9. The device of claim 8, wherein the first loop is attached to the spacer and the second loop is configured to attach around a cable of a communications device.

10. The device of claim 8, wherein the first loop and the second loop are formed and secured by corresponding first and second clips.

11. The device of claim 8, wherein the first and second clips comprise crimp clamps.

12. The device of claim 8, wherein the spacer comprises a slot extending from the first aperture to the outer perimeter of the spacer to allow the spacer to be attached around a multiconductor plug.

13. The device of claim 8, wherein the spacer comprises a flexible, resilient material.

14. The device of claim 8, wherein the tether comprises a flexible cable.

15. The device as in claim 1

wherein the spacer has a thickness corresponding to a height of a plurality of conductors on a multiconductor plug.

16. The device as in claim 8, wherein the spacer has a thickness corresponding to a height of a plurality of conductors on a multiconductor plug.

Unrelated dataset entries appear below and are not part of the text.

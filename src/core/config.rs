//! Project configuration and filesystem layout contract.
//!
//! Configuration lives in a single fixed file, `shipwright.json`, at the
//! project root. Fields use camelCase on disk.

use serde::{Deserialize, Serialize};
use std::collections::HashMap;
use std::path::{Path, PathBuf};

use crate::error::{Error, Result};
use crate::utils::fsx;

pub const CONFIG_FILE: &str = "shipwright.json";

#[derive(Debug, Clone, Serialize, Deserialize)]
#[serde(rename_all = "camelCase")]
pub struct SshConfig {
    pub host: String,
    pub user: String,
    #[serde(default = "default_port")]
    pub port: u16,
    #[serde(default)]
    pub identity_file: Option<String>,
}

fn default_port() -> u16 {
    22
}

/// Include/exclude globs applied when copying the build tree into the
/// release tree. Paths are matched relative to the build root, with
/// forward slashes.
#[derive(Debug, Clone, Serialize, Deserialize)]
#[serde(rename_all = "camelCase")]
pub struct FilterConfig {
    #[serde(default = "default_include")]
    pub include: Vec<String>,
    #[serde(default)]
    pub exclude: Vec<String>,
}

fn default_include() -> Vec<String> {
    vec!["**/*".to_string()]
}

impl Default for FilterConfig {
    fn default() -> Self {
        Self {
            include: default_include(),
            exclude: Vec::new(),
        }
    }
}

#[derive(Debug, Clone, Serialize, Deserialize)]
#[serde(rename_all = "camelCase")]
pub struct AppConfig {
    pub ssh: SshConfig,
    /// Remote release root. Normalized to always end with '/'.
    pub root_dir: String,
    /// Basename of the site-verification HTML file copied into the build.
    #[serde(default)]
    pub google_key: Option<String>,
    #[serde(default)]
    pub filter: FilterConfig,
    /// Vendor runtime scripts copied into build/lib and later concatenated
    /// into the helpers bundle.
    #[serde(default = "default_vendor_scripts")]
    pub vendor_scripts: Vec<String>,
    /// Module-loader config concatenated into the helpers bundle and
    /// stripped from the release afterwards.
    #[serde(default = "default_loader_config")]
    pub loader_config: String,
    /// Release-relative directories removed by the strip-dev step.
    #[serde(default = "default_strip_dirs")]
    pub strip_dirs: Vec<String>,
    /// Release-relative files removed by the strip-dev step.
    #[serde(default = "default_strip_files")]
    pub strip_files: Vec<String>,
    /// Command template overrides per tool id (see `transform`).
    #[serde(default)]
    pub tools: HashMap<String, String>,
}

fn default_vendor_scripts() -> Vec<String> {
    vec![
        "node_modules/core-js/client/shim.min.js".to_string(),
        "node_modules/zone.js/dist/zone.js".to_string(),
        "node_modules/reflect-metadata/Reflect.js".to_string(),
        "node_modules/systemjs/dist/system.src.js".to_string(),
    ]
}

fn default_loader_config() -> String {
    "config/systemjs.config.js".to_string()
}

fn default_strip_dirs() -> Vec<String> {
    vec![
        "app/components".to_string(),
        "app/models".to_string(),
        "app/services".to_string(),
        "config".to_string(),
    ]
}

fn default_strip_files() -> Vec<String> {
    vec!["app/config.js".to_string()]
}

impl AppConfig {
    /// Load and validate the fixed config file under `root`.
    pub fn load(root: &Path) -> Result<Self> {
        let path = root.join(CONFIG_FILE);
        if !path.exists() {
            return Err(Error::config_missing_file(path.display().to_string()));
        }

        let content = fsx::read_file(&path, "load config")?;
        let mut config: AppConfig = serde_json::from_str(&content)
            .map_err(|e| Error::config_invalid_json(path.display().to_string(), e))?;

        config.validate()?;

        if !config.root_dir.ends_with('/') {
            config.root_dir.push('/');
        }

        Ok(config)
    }

    fn validate(&self) -> Result<()> {
        if self.ssh.host.trim().is_empty() {
            return Err(Error::config_invalid_value(
                "ssh.host",
                None,
                "Host must not be empty",
            ));
        }
        if self.ssh.user.trim().is_empty() {
            return Err(Error::config_invalid_value(
                "ssh.user",
                None,
                "User must not be empty",
            ));
        }
        if self.root_dir.trim().is_empty() {
            return Err(Error::config_invalid_value(
                "rootDir",
                None,
                "Remote root directory must not be empty",
            ));
        }
        Ok(())
    }
}

/// Local filesystem layout: sources under `app/`, build output under
/// `build/`, packaged output under `release/`, archives under `dist/`,
/// critical fragments under `config/`.
#[derive(Debug, Clone)]
pub struct Layout {
    pub root: PathBuf,
}

impl Layout {
    pub fn new(root: impl Into<PathBuf>) -> Self {
        Self { root: root.into() }
    }

    pub fn app(&self) -> PathBuf {
        self.root.join("app")
    }

    pub fn build(&self) -> PathBuf {
        self.root.join("build")
    }

    pub fn release(&self) -> PathBuf {
        self.root.join("release")
    }

    pub fn dist(&self) -> PathBuf {
        self.root.join("dist")
    }

    pub fn config_dir(&self) -> PathBuf {
        self.root.join("config")
    }

    pub fn api(&self) -> PathBuf {
        self.root.join("api")
    }

    pub fn index_html(&self) -> PathBuf {
        self.root.join("index.html")
    }

    pub fn release_index(&self) -> PathBuf {
        self.release().join("index.html")
    }

    pub fn archive(&self, timestamp: i64) -> PathBuf {
        self.dist().join(archive_name(timestamp))
    }
}

/// Archive filename for one pipeline run.
pub fn archive_name(timestamp: i64) -> String {
    format!("release-{}.tar.gz", timestamp)
}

17. A spacer and tether device for adapting a multiconductor plug, comprising:

an elongated tether extending between first and second ends;

a spacer having a thickness corresponding to a height of a conductor on a multiconductor plug and first and second apertures formed through the spacer in spaced relationship wherein the first aperture is sized for receipt of the conductor therein for securement of the spacer around the conductor of the multiconductor plug and the tether is secured at the first end thereof to the spacer through the second aperture.

18. The device as in claim 17 wherein the tether includes a loop formed at the second end and the loop is configured to attach around a cable of a communications device to secure the tether and spacer device to the cable of the communications device.

19. The device of claim 17 wherein the spacer comprises a slot extending from the first aperture to the outer perimeter of the spacer to allow the spacer to be attached around the conductor of the multiconductor plug.

20. The device of claim 17 wherein the spacer comprises a main body portion and a flange and wherein the first aperture is formed through the main body portion and the second aperture is formed through the flange.